The endogenous opioid system has four classical receptors that have been extensively studied, including Mu, Delta, Kappa, and NOP (nociceptin opioid peptide receptor)[1].
However, in recent years, advances in the structural understanding of these receptors have shown that there are pathways and modified responses of these receptors to pharmacological stimuli that may explain their side effects, dependence profile and therapeutic response in pain control[2]. The classical opioid pathway generates the activation of G-protein-linked receptors that in turn favor the activation of descending pain modulatory pathways and targets the periaqueductal gray area and the perceptual modification of the somatosensory cortex; however, the molecular process is more complex (Figure 1). On the other hand, opioid drugs are of great interest in the analgesic management of patients with oncologic and non-oncologic pathologies, which generates the need to know their pharmacological mechanisms favoring the best clinical outcomes and their safe use.
We must understand that opioid receptors have special characteristics including allosteric regulation, heteromeric capacities and biased agonisms in some receptors. In the first place, allosteric regulation refers to the binding of a molecule at a specific site that modifies the binding site of another, which at the level of opioid receptors offers the possibility of modifying the response to each receptor as a future therapeutic target. There are therefore positive and negative allosteric modifications were depending on the binding site we will have a greater or lesser opioid agonist response, which is a possible explanation for tolerance and dependence responses. In addition to being a potential pharmacological target where a positive allosteric response could increase the exogenous opioid response[1],[2].
Figure 1. Mechanism of action of opioid receptors.
The heteromeric capacities of opioid receptors are because they work as individual units, and their previous conception is arbitrary. In the activation of opioid receptors there is evidence by bioluminescence of energetic transfer between one receptor and another, the most studied being the MDOR (Mu and Delta heterodimer), these heterodimer receptors are widely expressed in the nervous system and seem to be involved in the response to chronic opioid use, especially morphine. The general function of all types of heterodimer receptors (Mu- Delta, Delta-Kappa, and Mu-Kappa) seems to be the activation of an anti-opioid negative feedback system and the allosteric modification of the other receptors, which would be present in chronic use generating an antinociceptive action in addition to having anxiolytic and antidepressant action as a body defense mechanism to the continuous activation of the endogenous opioid system[1],[3],[4].

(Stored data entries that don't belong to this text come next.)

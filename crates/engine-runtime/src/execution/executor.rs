use crate::{error::EngineError, execution::workers::ExecutionRunner};
use async_trait::async_trait;
use chrono::Utc;
use connectors::{
    file::csv::sink::CsvResultSink,
    sql::base::executor::{DatabaseExecutor, QueryOutcome},
};
use engine_core::{ledger::LedgerStore, plan::resolver::PlanResolver, registry::ClusterRegistry};
use model::{
    core::identifiers::ExecutionId,
    execution::{execution::Execution, plan::PlannedTarget, target::TargetResult},
};
use std::{path::PathBuf, sync::Arc};
use tracing::{error, info, warn};

/// Runs one execution: resolves its targets, runs the statement against each
/// target in plan order, writes per-target files and the consolidated file,
/// and keeps the ledger current after every target.
pub struct FanOutExecutor {
    ledger: Arc<dyn LedgerStore>,
    resolver: PlanResolver,
    executor: Arc<dyn DatabaseExecutor>,
    sink: CsvResultSink,
}

impl FanOutExecutor {
    pub fn new(
        ledger: Arc<dyn LedgerStore>,
        registry: Arc<dyn ClusterRegistry>,
        executor: Arc<dyn DatabaseExecutor>,
        sink: CsvResultSink,
    ) -> Self {
        Self {
            ledger,
            resolver: PlanResolver::new(registry),
            executor,
            sink,
        }
    }

    /// Drives the execution to a terminal state and returns what the ledger
    /// holds afterwards.
    pub async fn run(&self, id: &ExecutionId) -> Result<Execution, EngineError> {
        let mut execution = self
            .ledger
            .load_execution(id)
            .await?
            .ok_or_else(|| EngineError::NotFound(id.to_string()))?;

        if execution.is_terminal() {
            info!(execution_id = %id, status = %execution.status, "Execution already finished, skipping");
            return Ok(execution);
        }

        execution.mark_started();
        let stored = self.ledger.save_execution(&execution).await?;
        if stored.is_terminal() {
            info!(execution_id = %id, status = %stored.status, "Execution finished before start");
            return Ok(stored);
        }
        info!(execution_id = %id, user = %execution.user_id, "Execution started");

        match self.execute_plan(&mut execution).await {
            Ok(()) => execution.mark_completed(),
            Err(err) => {
                error!(execution_id = %id, %err, "Execution failed");
                execution.mark_failed(err.to_string());
            }
        }

        let stored = self.ledger.save_execution(&execution).await?;
        info!(
            execution_id = %id,
            status = %stored.status,
            completed = stored.completed_targets,
            failed = stored.failed_targets,
            rows = stored.total_rows,
            duration_ms = stored.duration_ms.unwrap_or_default(),
            "Execution finished"
        );
        Ok(stored)
    }

    async fn execute_plan(&self, execution: &mut Execution) -> Result<(), EngineError> {
        let planned = self.resolver.resolve_metadata(&execution.metadata).await?;

        let mut records: Vec<TargetResult> = planned
            .iter()
            .enumerate()
            .map(|(seq, target)| {
                TargetResult::pending(execution.key, seq as u32, target.cluster.id, &target.database)
            })
            .collect();
        self.ledger.save_targets(&records).await?;

        execution.total_targets = records.len() as u32;
        self.ledger.save_execution(execution).await?;

        for (target, record) in planned.iter().zip(records.iter_mut()) {
            self.run_target(execution, target, record).await;
            self.ledger.save_target(record).await?;
            self.ledger.save_execution(execution).await?;
        }

        if execution.total_rows > 0 {
            match self.consolidate(&execution.id).await {
                Ok(Some(path)) => execution.consolidated_path = Some(path.display().to_string()),
                Ok(None) => {}
                Err(err) => warn!(execution_id = %execution.id, %err, "Consolidation failed"),
            }
        }
        Ok(())
    }

    /// Records the outcome of one target on `record` and the execution's
    /// counters. Never fails: every problem becomes a failed target.
    async fn run_target(&self, execution: &mut Execution, target: &PlannedTarget, record: &mut TargetResult) {
        let alias = target.cluster.alias.as_str();

        if let Some(reason) = &target.preset_failure {
            warn!(execution_id = %execution.id, cluster = %alias, database = %target.database, %reason, "Target skipped");
            record.record_failure(reason.clone(), execution.elapsed_ms(Utc::now()));
            execution.increment_failed();
            return;
        }

        let connection = target.cluster.connection(&target.database);
        match self.executor.execute(&connection, &execution.sql).await {
            Ok(outcome) => {
                let rows = outcome.row_count();
                let duration_ms = outcome.elapsed.as_millis() as u64;

                match self.write_rows(&execution.id, alias, &target.database, outcome).await {
                    Ok(path) => {
                        info!(
                            execution_id = %execution.id,
                            cluster = %alias,
                            database = %target.database,
                            rows,
                            duration_ms,
                            "Target completed"
                        );
                        record.record_success(rows, duration_ms, path.map(|p| p.display().to_string()));
                        execution.increment_completed(rows);
                    }
                    Err(err) => {
                        error!(execution_id = %execution.id, cluster = %alias, database = %target.database, %err, "Failed to store target rows");
                        record.record_failure(err.to_string(), duration_ms);
                        execution.increment_failed();
                    }
                }
            }
            Err(err) => {
                error!(execution_id = %execution.id, cluster = %alias, database = %target.database, %err, "Target failed");
                record.record_failure(err.to_string(), execution.elapsed_ms(Utc::now()));
                execution.increment_failed();
            }
        }
    }

    async fn write_rows(
        &self,
        id: &ExecutionId,
        alias: &str,
        database: &str,
        outcome: QueryOutcome,
    ) -> Result<Option<PathBuf>, EngineError> {
        if outcome.rows.is_empty() {
            return Ok(None);
        }

        let sink = self.sink.clone();
        let (id, alias, database) = (id.clone(), alias.to_string(), database.to_string());
        let path = tokio::task::spawn_blocking(move || {
            sink.write(&id, &alias, &database, &outcome.columns, &outcome.rows)
        })
        .await??;
        Ok(path)
    }

    async fn consolidate(&self, id: &ExecutionId) -> Result<Option<PathBuf>, EngineError> {
        let sink = self.sink.clone();
        let id = id.clone();
        Ok(tokio::task::spawn_blocking(move || sink.consolidate(&id)).await??)
    }
}

#[async_trait]
impl ExecutionRunner for FanOutExecutor {
    async fn run_execution(&self, id: ExecutionId) {
        if let Err(err) = self.run(&id).await {
            error!(execution_id = %id, %err, "Execution could not be driven to completion");
        }
    }
}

Receptor biased agonism speaks of the ability to activate multiple G-protein and beta-arrestin-dependent path- ways[3],[4]. Thus, there are analgesic processes associated with the G-protein pathway and some side effects such as ventilatory suppression and constipation with beta-arrestin, so that G-protein signaling and beta-arrestin recruitment can predict the outcome of opioid medication use[4],[5]. Little is currently known about the biased activation pathway but it is thought to be an allosteric response where for example binding and further mutation of the sodium allosteric portion of the Mu receptor, where decreasing sodium increases beta-arrestin recruitment, which would mean at the Mu receptor an increase in ventilatory pressure and constipation and dysphoric events at the Kappa receptor, as the analgesic effects are mediated by G-protein signaling[2],[4],[5]

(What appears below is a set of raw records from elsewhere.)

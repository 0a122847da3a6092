use crate::{core::identifiers::ExecutionId, execution::status::ExecutionStatus};
use chrono::{DateTime, Utc};
use serde::{Deserialize, Serialize};

/// Ledger entry for one submitted statement.
#[derive(Debug, Clone, PartialEq, Serialize, Deserialize)]
pub struct Execution {
    /// Internal numeric key; target rows are keyed by it.
    pub key: u64,
    pub id: ExecutionId,
    pub sql: String,
    pub user_id: String,
    pub user_email: Option<String>,
    pub status: ExecutionStatus,
    pub total_targets: u32,
    pub completed_targets: u32,
    pub failed_targets: u32,
    pub total_rows: u64,
    pub duration_ms: Option<u64>,
    pub consolidated_path: Option<String>,
    pub error_message: Option<String>,
    /// Serialized plan parameters.
    pub metadata: String,
    pub created_at: DateTime<Utc>,
    pub started_at: Option<DateTime<Utc>>,
    pub completed_at: Option<DateTime<Utc>>,
}

impl Execution {
    pub fn new(
        key: u64,
        id: ExecutionId,
        sql: impl Into<String>,
        user_id: impl Into<String>,
        user_email: Option<String>,
        metadata: String,
    ) -> Self {
        Self {
            key,
            id,
            sql: sql.into(),
            user_id: user_id.into(),
            user_email,
            status: ExecutionStatus::Pending,
            total_targets: 0,
            completed_targets: 0,
            failed_targets: 0,
            total_rows: 0,
            duration_ms: None,
            consolidated_path: None,
            error_message: None,
            metadata,
            created_at: Utc::now(),
            started_at: None,
            completed_at: None,
        }
    }

    pub fn is_terminal(&self) -> bool {
        self.status.is_terminal()
    }

    pub fn mark_started(&mut self) {
        self.status = ExecutionStatus::Running;
        self.started_at = Some(Utc::now());
    }

    pub fn mark_completed(&mut self) {
        self.finish(ExecutionStatus::Completed);
    }

    pub fn mark_failed(&mut self, message: impl Into<String>) {
        self.error_message = Some(message.into());
        self.finish(ExecutionStatus::Failed);
    }

    pub fn mark_cancelled(&mut self, message: impl Into<String>) {
        self.error_message = Some(message.into());
        self.status = ExecutionStatus::Cancelled;
        self.completed_at = Some(Utc::now());
    }

    pub fn increment_completed(&mut self, rows: u64) {
        if self.completed_targets + self.failed_targets < self.total_targets {
            self.completed_targets += 1;
        }
        self.total_rows += rows;
    }

    pub fn increment_failed(&mut self) {
        if self.completed_targets + self.failed_targets < self.total_targets {
            self.failed_targets += 1;
        }
    }

    /// Milliseconds since the execution started, or since creation if it
    /// never started.
    pub fn elapsed_ms(&self, at: DateTime<Utc>) -> u64 {
        let from = self.started_at.unwrap_or(self.created_at);
        (at - from).num_milliseconds().max(0) as u64
    }

    fn finish(&mut self, status: ExecutionStatus) {
        let now = Utc::now();
        self.status = status;
        self.completed_at = Some(now);
        self.duration_ms = Some(self.elapsed_ms(now));
    }
}

#[cfg(test)]
mod tests {
    use super::*;

    fn execution() -> Execution {
        Execution::new(
            1,
            ExecutionId::from("exec_test"),
            "SELECT 1",
            "alice",
            None,
            "{}".into(),
        )
    }

    #[test]
    fn lifecycle_sets_timestamps_and_duration() {
        let mut exec = execution();
        assert_eq!(exec.status, ExecutionStatus::Pending);

        exec.mark_started();
        assert!(exec.started_at.is_some());

        exec.mark_completed();
        assert_eq!(exec.status, ExecutionStatus::Completed);
        assert!(exec.completed_at.is_some());
        assert!(exec.duration_ms.is_some());
        assert!(exec.is_terminal());
    }

    #[test]
    fn counters_never_exceed_total() {
        let mut exec = execution();
        exec.total_targets = 2;
        exec.increment_completed(10);
        exec.increment_failed();
        exec.increment_failed();
        exec.increment_completed(5);

        assert_eq!(exec.completed_targets, 1);
        assert_eq!(exec.failed_targets, 1);
        assert_eq!(exec.total_rows, 15);
    }

    #[test]
    fn failure_records_message() {
        let mut exec = execution();
        exec.mark_started();
        exec.mark_failed("boom");
        assert_eq!(exec.status, ExecutionStatus::Failed);
        assert_eq!(exec.error_message.as_deref(), Some("boom"));
    }
}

Finally, it is worth highlighting the reciprocal activation between Mu opioid receptors and TRPV1 (transient receptor potential vanilloid 1) receptors, which are involved in cutaneous thermal perception and are a current therapeutic target. The reciprocal activation of TRPV1 receptors could explain the events of opioid-induced hyperalgesia, given the high nociceptive stimulus that would be generated. It is also known that in cases of chronic opioid use there is a modification in the inverse direction where the reciprocal activation of TRPV1 generates a decrease in the Mu receptors’ antinociceptive action, also increasing the amount of substance P and calcitonin gene-related peptide (CGRP)[6].
The concept of endogenous opioid receptors as independent functional units has been reevaluated; considering everything explained above, it should be taken into account that the use of opioid analgesic medications leads to the activation of multiple receptors, their clinical response will depend on the allosteric conditions of each medication and of each patient, besides that biased activations can alter the expected therapeutic response, on the other hand, the reciprocal activation of other pro nociceptive receptors, especially in the chronic use of these medications can favor additional pain conditions that can overlap and generate complex cases. This is a summary that invites us to know and investigate more and more this type of receptors and possible pathways involved in their responses.
Funding: The authors did not receive funding to carry out this study.
Conflict of interest: We declare no conflict of interest.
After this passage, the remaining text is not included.